A group of five women go camping in the woods to celebrate a friend’s birthday over 4/20 weekend. But when they cross the turf of an illegal marijuana grow operation they must struggle to survive the living nightmare.
I have to admit that I take a certain amount of sadistic pleasure in mentioning Adolf Hitler’s birthday in connection with every stoner’s “Earth Day” when said stoners are giggling over the whole 4/20 thing. Saving the rant about stupidity for another day, I rarely find any of my victims are aware of the connection, and they often sober up for a few minutes until a reflection distracts them, sending them back into Smokey McDope’s Lair of Oblivion.
They just can’t handle their weed like us old farts.
The film up for discussion today also makes a point of mentioning Hitler’s birthday, as well as Bay of Pigs and Columbine (demerits for trying to tie in the OKC bombing which took place on 4/19/95). Just casting a bit of darkness on a “high holiday” makes this film a touch sweeter than it already is.
“4/20 Massacre” starts out with a couple of lunkheads looking for a hidden pot farm on government land. We listen to them yammer at each other until the green oasis is found. Swiftly, one starts gathering bundles of weed as the other samples some seriously green buds. Before the dude can even savor the flavor, a large figure in a ghillie suit (Google it if you’ve never played Modern Warfare) pops up and rather graphically slices the stoner’s throat.
When the nervous-Nellie friend with the dope finds his dead friend, the chase is on.
Cut to our five main characters. They are a group of loosely-connected friends who are celebrating one woman’s birthday by revisiting the old federal campgrounds where birthday girl and her friend used to have their camping adventures as children. You have the aggressive business woman, her intended prey for the weekend (who breaks the cliched image of the whiny white chick who hates nature), a stoner girl that no one seems to really like, a nervous and likeable lady who plans on revealing her true feelings to her best friend, and, finally, that said best friend who is also the birthday girl. Fairly standard character types but each pack their own weird baggage so that they feel real enough.
As they hike out to the campsite, they are greeted by the park ranger named “Ranger Rick”. Kudos for working that reference into the film as well as displaying a nerd pedigree. Anyway, Rick plays the cliched Voice of Doom character by warning the girls to avoid the hills as there are guerilla growers running pot farms out there. He drives the point home more than once. Hmm. Wonder if that might be a plot point. (Duh.)
After watching the women walk for a few minutes, they are met by the surviving lunkhead from the beginning of the film. After a bit of interaction, he thrusts the backpack full of stolen pot into their hands and runs away, shouting that the pot is their problem now. Not long after that, the hulking killer catches up to the guy and provides an even more nasty kill to the film’s body count.

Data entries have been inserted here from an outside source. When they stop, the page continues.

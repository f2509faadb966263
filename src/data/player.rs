use chrono::Utc;
use sea_orm::{
    sea_query::Expr, ActiveModelTrait, ActiveValue, ColumnTrait, ConnectionTrait, DbErr,
    EntityTrait, QueryFilter, QueryOrder,
};

use crate::model::player::CreatePlayerParams;

pub struct PlayerRepository<'a, C: ConnectionTrait> {
    db: &'a C,
}

impl<'a, C: ConnectionTrait> PlayerRepository<'a, C> {
    pub fn new(db: &'a C) -> Self {
        Self { db }
    }

    /// Creates a new player.
    ///
    /// # Returns
    /// - `Ok(Model)`: The created player
    /// - `Err(DbErr)`: Database error (including an unknown team id)
    pub async fn create(&self, params: CreatePlayerParams) -> Result<entity::player::Model, DbErr> {
        entity::player::ActiveModel {
            name: ActiveValue::Set(params.name),
            team_id: ActiveValue::Set(params.team_id),
            created_at: ActiveValue::Set(Utc::now()),
            ..Default::default()
        }
        .insert(self.db)
        .await
    }

    /// Gets a player by ID.
    pub async fn get_by_id(&self, id: i32) -> Result<Option<entity::player::Model>, DbErr> {
        entity::prelude::Player::find_by_id(id).one(self.db).await
    }

    /// Gets all players, optionally filtered to one team, ordered by name.
    pub async fn get_all(
        &self,
        team_id: Option<i32>,
    ) -> Result<Vec<entity::player::Model>, DbErr> {
        let mut query = entity::prelude::Player::find();

        if let Some(team_id) = team_id {
            query = query.filter(entity::player::Column::TeamId.eq(team_id));
        }

        query
            .order_by_asc(entity::player::Column::Name)
            .all(self.db)
            .await
    }

    /// Moves a player onto a team.
    ///
    /// # Returns
    /// - `Ok(1)`: Player reassigned
    /// - `Ok(0)`: Player not found
    /// - `Err(DbErr)`: Database error
    pub async fn assign_team(&self, player_id: i32, team_id: i32) -> Result<u64, DbErr> {
        let result = entity::prelude::Player::update_many()
            .col_expr(entity::player::Column::TeamId, Expr::value(Some(team_id)))
            .filter(entity::player::Column::Id.eq(player_id))
            .exec(self.db)
            .await?;

        Ok(result.rows_affected)
    }
}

Our group finally reach the campsite and set up. At 4:20 pm, the stoner chick passes around her monster bong loaded with the stolen pot. All but the birthday girl partake. Then the characters all head in different directions. You know what is coming as nothing good comes from splitting up your party. Or from smoking dope. Well, in a horror film, that is.
The rest of the film is a mix of stalk-and-kill, chases, red herrings, personal defeats, and a kill or two that almost border on being torture porn lite. Some of the walking scenes could have been tightened up, but the whole thing moves at a decent pace, allowing the characters enough screen time to be shown as more than just splatter fodder, but once the film sets aside the touchy-feely bits, it runs at a fairly brisk pace until you reach the somewhat shocking conclusion.
“4/20 Massacre” manages to take a fairly basic premise, lace it with some female characters who are more real than most of their horror film brethren, and twist it up with some unusual, and graphic, kills, then lights it up with a subtle dose of humor.
At the risk of bordering on political, I’d like to give the film credit for the support behind the scenes by a couple of the actresses as well as for giving the female characters some depth, both intellectually and emotionally. Too often with lower budget films, the writers tend to fall back on cardboard clichés just to get the script written and the production in gear. While this isn’t intended to be Oscar material, “4/20 Massacre” brings a sense of hope for expanded opportunities for women both in front of and behind the cameras.
If you have access to this film, give it a hit. It may not be Skywalker OG, but it should definitely create a buzz.
P.S. I would apologize for all the drug puns, but I’m too busy giggling about – Ooh, Doritos sound sooooo good right now.